__Directions for this task__.
Copy out all lines bearing the word "parser" from the listing below.

__Provided records__.
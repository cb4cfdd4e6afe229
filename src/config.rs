//! Scan configuration
//!
//! Options that shape a scan without changing what is matched: the report
//! line format and the upper bound on the input file size.

/// Largest file the loader accepts by default (the addressable limit).
pub const DEFAULT_MAX_FILE_SIZE: u64 = isize::MAX as u64;

/// Shape of report lines written for each match
#[derive(Debug, Clone, Copy, Default, PartialEq, Eq)]
pub enum ReportFormat {
    /// `<source>: found '<keyword>' in <field>[: <name>]`
    #[default]
    Text,
    /// One JSON object per line
    Json,
}

/// Scan options
#[derive(Debug, Clone, Copy, PartialEq, Eq)]
pub struct ScanConfig {
    /// Report line format
    pub format: ReportFormat,
    /// Files larger than this many bytes are rejected before reading
    pub max_file_size: u64,
}

impl Default for ScanConfig {
    fn default() -> Self {
        Self {
            format: ReportFormat::Text,
            max_file_size: DEFAULT_MAX_FILE_SIZE,
        }
    }
}

impl ScanConfig {
    /// Set the report format.
    pub fn with_format(mut self, format: ReportFormat) -> Self {
        self.format = format;
        self
    }

    /// Set the file size cap. Values above the addressable limit are clamped.
    pub fn with_max_file_size(mut self, bytes: u64) -> Self {
        self.max_file_size = bytes.min(DEFAULT_MAX_FILE_SIZE);
        self
    }
}
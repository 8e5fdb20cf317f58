//! Normalization of strings and structured configs into targets.
//!
//! Strings are tried in order as a registered tag, a `{`-prefixed
//! structured config, and finally a raw `kind -key=value ...` string. Raw
//! strings are tokenized into a config map and then normalized the same way
//! as structured input.

use std::sync::Arc;

use tracing::debug;

use crate::coerce;
use crate::device::{query_device, DeviceType};
use crate::error::{Result, TargetError};
use crate::kind::{KindExtension, TargetKind};
use crate::resolver::Resolver;
use crate::target::Target;
use crate::tokenize::{parse_kv_pair, remove_prefix_dashes, split_whitespace};
use crate::value::{ConfigMap, Value};

const KIND: &str = "kind";
const TAG: &str = "tag";
const KEYS: &str = "keys";
const DEVICE: &str = "device";
const HOST: &str = "host";
const FEATURES: &str = "features";
const FROM_DEVICE: &str = "from_device";
const TARGET_DEVICE_TYPE: &str = "target_device_type";

/// Resolve a kind by name.
pub(crate) fn resolve_kind(name: &str, resolver: &Resolver<'_>) -> Result<Arc<TargetKind>> {
    resolver
        .kinds()
        .lookup_kind(name)
        .ok_or_else(|| TargetError::value(format!("Target kind \"{name}\" is not defined")))
}

/// Build a target from a tag name, a `{`-config string, or a raw string.
pub(crate) fn from_string(s: &str, resolver: &Resolver<'_>) -> Result<Arc<Target>> {
    if let Some(target) = resolver.tags().and_then(|tags| tags.lookup_tag(s)) {
        debug!(tag = s, "resolved target from tag");
        return Ok(target);
    }
    if s.starts_with('{') {
        return from_config_string(s, resolver);
    }
    from_raw_string(s, resolver)
}

fn from_config_string(s: &str, resolver: &Resolver<'_>) -> Result<Arc<Target>> {
    let loader = resolver.config_loader().ok_or_else(|| {
        TargetError::value("no structured config loader is available to read a '{' target string")
    })?;
    let config = loader
        .load_config(s)?
        .ok_or_else(|| TargetError::value("Cannot load config dict with the config loader"))?;
    from_config(config, resolver)
}

fn from_raw_string(s: &str, resolver: &Resolver<'_>) -> Result<Arc<Target>> {
    let in_target = |e: TargetError| e.with_suffix(format!(", during parsing target `{s}`"));

    let options = split_whitespace(s).map_err(in_target)?;
    let Some(name) = options.first() else {
        return Err(TargetError::value("Cannot parse empty target string"));
    };
    let kind = resolve_kind(name, resolver)?;

    let mut config = ConfigMap::new();
    config.insert(KIND.to_string(), Value::Str(name.clone()));

    let mut iter = 1;
    while iter < options.len() {
        let next = options.get(iter + 1).map(String::as_str);
        let kv = remove_prefix_dashes(&options[iter])
            .and_then(|option| parse_kv_pair(option, next))
            .map_err(in_target)?;
        iter += kv.consumed;

        let key = kv.key;
        let value = if config.contains_key(&key) {
            Err(TargetError::value(format!(
                "The key \"{key}\" appears more than once"
            )))
        } else {
            kind.find_type_info(&key)
                .and_then(|ty| coerce::parse_str(&kv.value, ty, resolver))
        }
        .map_err(|e| e.with_suffix(format!(", during parsing target[\"{key}\"]")))?;
        config.insert(key, value);
    }

    from_config(config, resolver)
}

/// Normalize a structured config into a target.
///
/// The phases run in a fixed order: kind (and the kind's target parser),
/// tag, keys, host, attributes, device query, defaults, and finally the
/// kind's attribute preprocessor.
pub(crate) fn from_config(mut config: ConfigMap, resolver: &Resolver<'_>) -> Result<Arc<Target>> {
    if config.contains_key(FEATURES) {
        return Err(TargetError::value(
            "Target features should be generated by the target parser",
        ));
    }

    // kind
    let kind = match config.get(KIND) {
        Some(Value::Str(name)) => resolve_kind(name, resolver)?,
        Some(other) => {
            return Err(TargetError::type_error(format!(
                "Expect type of field \"kind\" is String, but get type: {}",
                other.type_key()
            )));
        }
        None => return Err(TargetError::value("Field \"kind\" is not found")),
    };
    let mut features = ConfigMap::new();
    if let KindExtension::Parser(parser) = kind.extension() {
        debug!(kind = kind.name(), "running target parser");
        config = parser(config)?;
        if let Some(produced) = config.remove(FEATURES) {
            features = match &produced {
                Value::Map(map) => coerce::string_keyed(map)?,
                other => {
                    return Err(TargetError::type_error(format!(
                        "Expect target parser to produce a map of features, but get type: {}",
                        other.type_key()
                    )));
                }
            };
        }
    }
    config.remove(KIND);

    // tag
    let tag = match config.remove(TAG) {
        Some(Value::Str(tag)) => tag,
        Some(other) => {
            return Err(TargetError::type_error(format!(
                "Expect type of field \"tag\" is String, but get type: {}",
                other.type_key()
            )));
        }
        None => String::new(),
    };

    // keys
    let mut keys = Vec::new();
    let user_keys = config.remove(KEYS);
    match &user_keys {
        Some(Value::Array(items)) => {
            for item in items {
                match item {
                    Value::Str(key) => keys.push(key.clone()),
                    other => {
                        return Err(TargetError::type_error(format!(
                            "Expect 'keys' to be an array of strings, but it contains an element of type: {}",
                            other.type_key()
                        )));
                    }
                }
            }
        }
        Some(other) => {
            return Err(TargetError::type_error(format!(
                "Expect type of field \"keys\" is Array, but get type: {}",
                other.type_key()
            )));
        }
        None => {}
    }
    if let Some(Value::Str(device)) = config.get(DEVICE) {
        keys.push(device.clone());
    }
    if user_keys.is_none() {
        keys.extend(kind.default_keys().iter().cloned());
    }
    let keys = deduplicate_keys(keys);

    // host
    let host = match config.remove(HOST) {
        Some(Value::None) | None => None,
        Some(value) => Some(
            Target::from_value(&value, resolver)
                .map_err(|e| e.with_suffix(format!(", during parsing target[\"{HOST}\"]")))?,
        ),
    };

    // attributes
    let mut attrs = ConfigMap::new();
    for (key, value) in &config {
        let parsed = kind
            .find_type_info(key)
            .and_then(|ty| coerce::parse_value(value, ty, resolver))
            .map_err(|e| e.with_suffix(format!(", during parsing target[\"{key}\"]")))?;
        attrs.insert(key.clone(), parsed);
    }

    // explicit attributes win over queried ones
    if let Some(from_device) = attrs.remove(FROM_DEVICE) {
        let device_id = from_device.as_int().unwrap_or_default();
        let device_type = attrs
            .get(TARGET_DEVICE_TYPE)
            .and_then(Value::as_int)
            .and_then(|v| i32::try_from(v).ok())
            .map(DeviceType)
            .unwrap_or_else(|| kind.default_device_type());
        let queried = query_device(
            resolver.devices(),
            &kind,
            device_type,
            device_id,
            resolver.is_strict_device_check(),
        )?;
        for (key, value) in queried {
            attrs.entry(key).or_insert(value);
        }
    }

    for (key, default) in kind.defaults() {
        if !attrs.contains_key(key) {
            attrs.insert(key.to_string(), default.clone());
        }
    }

    if let KindExtension::Preprocessor(preprocess) = kind.extension() {
        debug!(kind = kind.name(), "running attribute preprocessor");
        attrs = preprocess(attrs)?;
    }

    Ok(Arc::new(Target::from_parts(
        kind, tag, keys, attrs, features, host,
    )))
}

/// Drop repeated keys, keeping the first occurrence of each.
fn deduplicate_keys(keys: Vec<String>) -> Vec<String> {
    let mut out: Vec<String> = Vec::with_capacity(keys.len());
    for key in keys {
        if !out.contains(&key) {
            out.push(key);
        }
    }
    out
}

__Completed exercise__.
/// The phases run in a fixed order: kind (and the kind's target parser),
            "Target features should be generated by the target parser",
    if let KindExtension::Parser(parser) = kind.extension() {
        debug!(kind = kind.name(), "running target parser");
        config = parser(config)?;
                        "Expect target parser to produce a map of features, but get type: {}",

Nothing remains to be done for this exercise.